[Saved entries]
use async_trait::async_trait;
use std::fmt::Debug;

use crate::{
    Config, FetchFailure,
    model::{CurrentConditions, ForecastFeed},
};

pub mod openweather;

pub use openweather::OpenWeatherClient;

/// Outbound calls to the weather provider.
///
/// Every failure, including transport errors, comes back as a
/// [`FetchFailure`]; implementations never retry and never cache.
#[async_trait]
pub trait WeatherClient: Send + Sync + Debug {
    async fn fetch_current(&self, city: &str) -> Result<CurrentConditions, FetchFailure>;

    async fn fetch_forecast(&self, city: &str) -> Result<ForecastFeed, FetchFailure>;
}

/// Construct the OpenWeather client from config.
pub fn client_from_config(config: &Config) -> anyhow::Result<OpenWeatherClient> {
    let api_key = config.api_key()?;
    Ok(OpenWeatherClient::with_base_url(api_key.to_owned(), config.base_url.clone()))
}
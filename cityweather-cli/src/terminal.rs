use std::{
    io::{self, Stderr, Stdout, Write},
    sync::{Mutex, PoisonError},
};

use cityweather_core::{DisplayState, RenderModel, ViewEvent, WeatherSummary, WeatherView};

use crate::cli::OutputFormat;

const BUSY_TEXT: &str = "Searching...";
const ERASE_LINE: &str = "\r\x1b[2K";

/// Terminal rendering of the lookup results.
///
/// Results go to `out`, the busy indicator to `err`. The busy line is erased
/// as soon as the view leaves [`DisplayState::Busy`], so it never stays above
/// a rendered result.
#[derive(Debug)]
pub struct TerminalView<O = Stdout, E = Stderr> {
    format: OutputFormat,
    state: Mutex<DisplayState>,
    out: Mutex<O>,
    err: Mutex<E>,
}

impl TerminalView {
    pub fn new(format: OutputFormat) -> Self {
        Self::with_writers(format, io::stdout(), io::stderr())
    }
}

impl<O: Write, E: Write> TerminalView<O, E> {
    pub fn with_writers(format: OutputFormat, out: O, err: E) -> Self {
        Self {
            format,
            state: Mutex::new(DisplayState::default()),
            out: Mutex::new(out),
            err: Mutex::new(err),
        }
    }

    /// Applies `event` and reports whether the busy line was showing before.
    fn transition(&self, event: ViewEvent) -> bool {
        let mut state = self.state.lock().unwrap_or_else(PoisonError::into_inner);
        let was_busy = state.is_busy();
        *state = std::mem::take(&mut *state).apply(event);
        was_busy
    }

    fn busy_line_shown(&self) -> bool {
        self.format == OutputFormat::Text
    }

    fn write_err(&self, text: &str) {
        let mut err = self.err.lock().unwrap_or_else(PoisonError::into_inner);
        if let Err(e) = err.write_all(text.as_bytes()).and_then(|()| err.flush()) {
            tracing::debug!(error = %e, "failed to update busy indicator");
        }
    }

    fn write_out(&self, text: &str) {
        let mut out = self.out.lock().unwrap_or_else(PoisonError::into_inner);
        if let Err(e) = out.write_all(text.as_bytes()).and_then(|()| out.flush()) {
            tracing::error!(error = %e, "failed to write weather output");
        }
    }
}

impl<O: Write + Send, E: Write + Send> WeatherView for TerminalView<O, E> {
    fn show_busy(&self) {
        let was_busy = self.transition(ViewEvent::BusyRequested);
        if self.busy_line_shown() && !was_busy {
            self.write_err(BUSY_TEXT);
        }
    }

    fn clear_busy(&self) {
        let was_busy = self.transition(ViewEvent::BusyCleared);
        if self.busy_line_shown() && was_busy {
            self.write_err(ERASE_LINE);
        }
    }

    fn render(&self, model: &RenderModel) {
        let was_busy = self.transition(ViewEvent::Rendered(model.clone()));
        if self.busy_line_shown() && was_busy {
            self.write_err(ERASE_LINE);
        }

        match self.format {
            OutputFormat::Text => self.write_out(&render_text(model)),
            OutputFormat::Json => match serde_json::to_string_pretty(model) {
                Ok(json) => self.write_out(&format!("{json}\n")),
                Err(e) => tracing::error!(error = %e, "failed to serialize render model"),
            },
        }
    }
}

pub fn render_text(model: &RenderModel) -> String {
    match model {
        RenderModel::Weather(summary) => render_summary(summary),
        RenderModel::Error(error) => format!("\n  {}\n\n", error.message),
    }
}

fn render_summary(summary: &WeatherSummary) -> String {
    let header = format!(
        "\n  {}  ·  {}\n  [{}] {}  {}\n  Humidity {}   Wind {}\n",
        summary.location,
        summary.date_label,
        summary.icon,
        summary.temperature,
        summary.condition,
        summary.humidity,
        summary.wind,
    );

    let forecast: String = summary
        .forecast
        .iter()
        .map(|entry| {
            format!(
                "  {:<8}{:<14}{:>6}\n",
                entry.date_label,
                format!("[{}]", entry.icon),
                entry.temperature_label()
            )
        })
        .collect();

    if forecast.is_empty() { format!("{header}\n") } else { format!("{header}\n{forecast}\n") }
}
...
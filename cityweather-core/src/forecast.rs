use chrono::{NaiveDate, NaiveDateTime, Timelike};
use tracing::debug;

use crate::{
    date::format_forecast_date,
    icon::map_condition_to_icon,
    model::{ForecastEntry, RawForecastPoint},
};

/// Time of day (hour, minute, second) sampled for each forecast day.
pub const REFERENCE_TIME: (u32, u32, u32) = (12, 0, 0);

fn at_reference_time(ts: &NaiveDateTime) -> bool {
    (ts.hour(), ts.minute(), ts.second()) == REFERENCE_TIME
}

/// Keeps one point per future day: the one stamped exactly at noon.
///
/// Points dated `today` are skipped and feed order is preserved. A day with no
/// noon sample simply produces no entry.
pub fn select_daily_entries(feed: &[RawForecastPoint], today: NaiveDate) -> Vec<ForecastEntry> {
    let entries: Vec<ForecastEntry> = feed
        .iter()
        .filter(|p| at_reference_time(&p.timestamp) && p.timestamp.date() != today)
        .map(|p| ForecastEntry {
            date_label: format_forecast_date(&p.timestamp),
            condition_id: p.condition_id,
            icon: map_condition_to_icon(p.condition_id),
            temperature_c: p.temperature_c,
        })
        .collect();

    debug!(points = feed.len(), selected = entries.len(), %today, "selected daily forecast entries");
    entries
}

** What to work on **
Repeat the entries above verbatim, but only from the line that has "let mut state" down to the line that has "to write weather", inclusive.

** Result of the task **
        let mut state = self.state.lock().unwrap_or_else(PoisonError::into_inner);
        let was_busy = state.is_busy();
        *state = std::mem::take(&mut *state).apply(event);
        was_busy
    }

    fn busy_line_shown(&self) -> bool {
        self.format == OutputFormat::Text
    }

    fn write_err(&self, text: &str) {
        let mut err = self.err.lock().unwrap_or_else(PoisonError::into_inner);
        if let Err(e) = err.write_all(text.as_bytes()).and_then(|()| err.flush()) {
            tracing::debug!(error = %e, "failed to update busy indicator");
        }
    }

    fn write_out(&self, text: &str) {
        let mut out = self.out.lock().unwrap_or_else(PoisonError::into_inner);
        if let Err(e) = out.write_all(text.as_bytes()).and_then(|()| out.flush()) {
            tracing::error!(error = %e, "failed to write weather output");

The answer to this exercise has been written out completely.